Антония содрогнулась, вспоминая, ее унижение. Сквозь туманную пелену перед глазами она видела, как Николас наполняет вином бокалы. Прерывисто вздохнув, она заставила себя продолжить рассказ.

— Я так и не увидела ни Рима в сиянии луны, ни Неаполитанского залива. Джонни не приходило в голову, что нужно раздобыть денег, прежде чем бежать из Лондона с сестрой своего лучшего друга.

— Ничтожный болван.

Губы Николаса гневно сжались тонкую линию. В черных глазах читалось бесконечное сострадание.

— Джонни был еще больше меня разочарован крушением своих романтических грез. — Антония вновь попыталась придать голосу нотку язвительности, но, как и прежде, безуспешно — в ее напускном равнодушии чувствовалась фальшь. — Я всегда была практичной — во всяком случае, мне удалось выстоять, когда пришлось жить на очень скромные деньги в чужой стране. Мне повезло, что Джонни не пустил меня по рукам и не продал какому-нибудь сластолюбцу, предложившему хорошую цену. Хотя так вполне могло бы случиться, если бы мой отец не выплатил все наши долги.

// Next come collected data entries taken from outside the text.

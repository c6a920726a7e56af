//! coursegen CLI Binary
//!
//! Command-line interface for the curriculum content generation pipeline.

use anyhow::Context;
use clap::Parser;
use coursegen::cli::{map_error, Cli, RunContext, EXIT_FATAL};
use coursegen::config::ConfigLoader;
use coursegen::error::PipelineError;
use coursegen::logging::{init_logging, LoggingConfig};
use std::process;
use tracing::{error, info, warn};

#[tokio::main]
async fn main() {
    let cli = Cli::parse();

    // Build logging config from CLI args, env vars, and config file
    let logging_config = build_logging_config(&cli);

    // Initialize logging early
    if let Err(e) = init_logging(Some(&logging_config)) {
        eprintln!("Failed to initialize logging: {}", e);
        process::exit(EXIT_FATAL);
    }

    info!("coursegen CLI starting");

    match run(&cli).await {
        Ok(code) => process::exit(code),
        Err(e) => {
            error!("Command failed: {:#}", e);
            match e.downcast_ref::<PipelineError>() {
                Some(pipeline_error) => eprintln!("{}", map_error(pipeline_error)),
                None => eprintln!("{:#}", e),
            }
            process::exit(EXIT_FATAL);
        }
    }
}

async fn run(cli: &Cli) -> anyhow::Result<i32> {
    let context = RunContext::new(cli.workspace.clone(), cli.config.clone())
        .context("Failed to initialize workspace")?;
    info!("CLI context initialized");

    // Ctrl-C stops claiming new work; in-flight specs finish or time out.
    let cancel = context.cancellation();
    tokio::spawn(async move {
        if tokio::signal::ctrl_c().await.is_ok() {
            warn!("Interrupt received, finishing in-flight specs");
            cancel.cancel();
        }
    });

    let output = context.execute(&cli.command).await?;
    info!(exit_code = output.exit_code, "Command completed");
    println!("{}", output.text);
    Ok(output.exit_code)
}

/// Build logging configuration from CLI args, environment, and config file.
/// Precedence: CLI flags override config file override defaults.
fn build_logging_config(cli: &Cli) -> LoggingConfig {
    let mut config = if let Some(ref config_path) = cli.config {
        ConfigLoader::load_from_file(config_path)
            .ok()
            .map(|c| c.logging)
            .unwrap_or_default()
    } else {
        ConfigLoader::load(&cli.workspace)
            .ok()
            .map(|c| c.logging)
            .unwrap_or_default()
    };

    if cli.quiet {
        config.enabled = false;
    }
    if cli.verbose {
        config.level = "debug".to_string();
        if config.output == "file" {
            config.output = "file+stderr".to_string();
        }
    }
    if let Some(ref level) = cli.log_level {
        config.level = level.clone();
    }
    if let Some(ref format) = cli.log_format {
        config.format = format.clone();
    }
    if let Some(ref output) = cli.log_output {
        config.output = output.clone();
    }
    if let Some(ref file) = cli.log_file {
        config.file = file.clone();
    }
    if config.file.is_relative() {
        config.file = cli.workspace.join(&config.file);
    }

    config
}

Встав возле кровати, Николас поднес к губам бокал. Антония подняла взгляд на Рейнло. На его щеке дергался мускул, а глаза казались бездонными.

— Отец хотел тебя вернуть?

У Антонии вырвался горький смешок.

— Так кто из нас двоих романтик? Нет, он обозвал меня грязной шлюхой и заявил, что я для него умерла. — Произнести эти слова оказалось мучительно больно, словно с Антонии бритвой срезали кожу. — Родственникам и соседям действительно сказали, что я умерла. Отец объявил, что я подхватила смертельную лихорадку, путешествуя по Франции вместе с кузиной. Отрекшись от дочери, он сообщил мне, что мой великолепный любовник женат.

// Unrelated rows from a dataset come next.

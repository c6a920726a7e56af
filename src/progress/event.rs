//! Event schema for the run ledger.

use serde::{Deserialize, Serialize};
use serde_json::Value;

use crate::orchestrator::BatchReport;

#[derive(Debug, Clone, Serialize, Deserialize)]
pub struct RunEvent {
    pub run_id: String,
    pub seq: u64,
    pub ts_ms: u64,
    #[serde(rename = "type")]
    pub event_type: String,
    pub data: Value,
}

#[derive(Debug, Clone, Serialize, Deserialize)]
pub struct RunStartedData {
    pub command: String,
}

#[derive(Debug, Clone, Serialize, Deserialize)]
pub struct RunEndedData {
    pub status: String,
    #[serde(skip_serializing_if = "Option::is_none")]
    pub error: Option<String>,
}

#[derive(Debug, Clone, Serialize, Deserialize)]
pub struct SeedEventData {
    pub combinations: usize,
    pub inserted: usize,
    pub existing: usize,
}

#[derive(Debug, Clone, Serialize, Deserialize)]
pub struct BatchEventData {
    pub batch: usize,
    #[serde(flatten)]
    pub report: BatchReport,
    #[serde(skip_serializing_if = "Option::is_none")]
    pub duration_ms: Option<u64>,
}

— Этот негодяй клянется, что все еще любит тебя, — презрительно бросил Николас. — Он явился к вам домой, но твой брат сказал ему, что ты мертва.

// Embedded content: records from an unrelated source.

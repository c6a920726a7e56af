//! CLI output: error mapping from domain errors to stable CLI surface.

use crate::error::PipelineError;

/// Exit code for run-level failures (bad config, unreadable catalog, store errors).
pub const EXIT_FATAL: i32 = 1;

/// Map pipeline errors to a message for CLI output, with a hint where one helps.
pub fn map_error(e: &PipelineError) -> String {
    match e {
        PipelineError::Config(_) => format!(
            "{}\n\nCheck config/config.toml or the COURSEGEN__* environment variables.",
            e
        ),
        PipelineError::Catalog(_) => format!("{}\n\nRun 'coursegen catalog' to inspect the loaded catalog.", e),
        PipelineError::NotFound(_) => format!("{}\n\nUse 'coursegen preview' to list spec keys.", e),
        _ => e.to_string(),
    }
}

Антония давно убедилась в слабости и безволии Бентона, поэтому слова Рейнло не вызвали у нее ни удивления, ни гнева. Разрушить ее жизнь, а через десять лет разыгрывать безутешную скорбь — как это похоже на Джонни.

— Ему нравится изображать страдальца, упиваться трагедией, — сурово произнесла Антония. Ее жалость к Джонни сменилась презрением. — Ни один мужчина не обошелся бы так с женщиной, которую любит, как Джонни поступил со мной.

— Но ты все еще его любишь?

Странно, Антония не подозревала, что Рейнло способен задумываться о любви. Глядя ему в глаза, она заговорила с твердой уверенностью:

— Я не люблю Джонни Бентона. Я не любила его и десять лет назад, хоть и убедила себя, что люблю. То, что я принимала за любовь, было лишь игрой в великую страсть. — Голос Антонии упал до шепота, теперь в нем слышалась глухая ненависть к себе. — Я совершила глупость, сбежав с Джонни. Уже через пару дней я поняла свою ошибку. Но подобные ошибки невозможно исправить.

Николас нахмурился.

— Ты была совсем юной.

— Но достаточно взрослой, чтобы быть осмотрительнее, — резко возразила Антония. — По крайней мере, моему отцу удалось избежать скандала. Он сохранил в тайне историю моего безумства. За десять лет до меня не дошло ни единой сплетни. Впрочем, едва ли отцу потребовалось много усилий, чтобы уничтожить слухи. Кроме родственников и соседей, почти никто не знал о моем существовании. В школу я не ходила, ко мне приглашали гувернанток. Я никогда не выезжала в Лондон. Боже милостивый, я ни разу не бывала нигде дальше Ньюкасла.

Николас окинул Антонию изучающим взглядом.

— Неудивительно, что ты задыхалась от скуки. Жестоко держать умную, страстную, полную жизни девушку вдали от мира словно парию.

— Твои передовые взгляды делают тебе честь, — не без язвительности заметила Антония.

И все же Николас снова сумел ее удивить. Подумать только, этот закоренелый распутник выступал в защиту женских прав.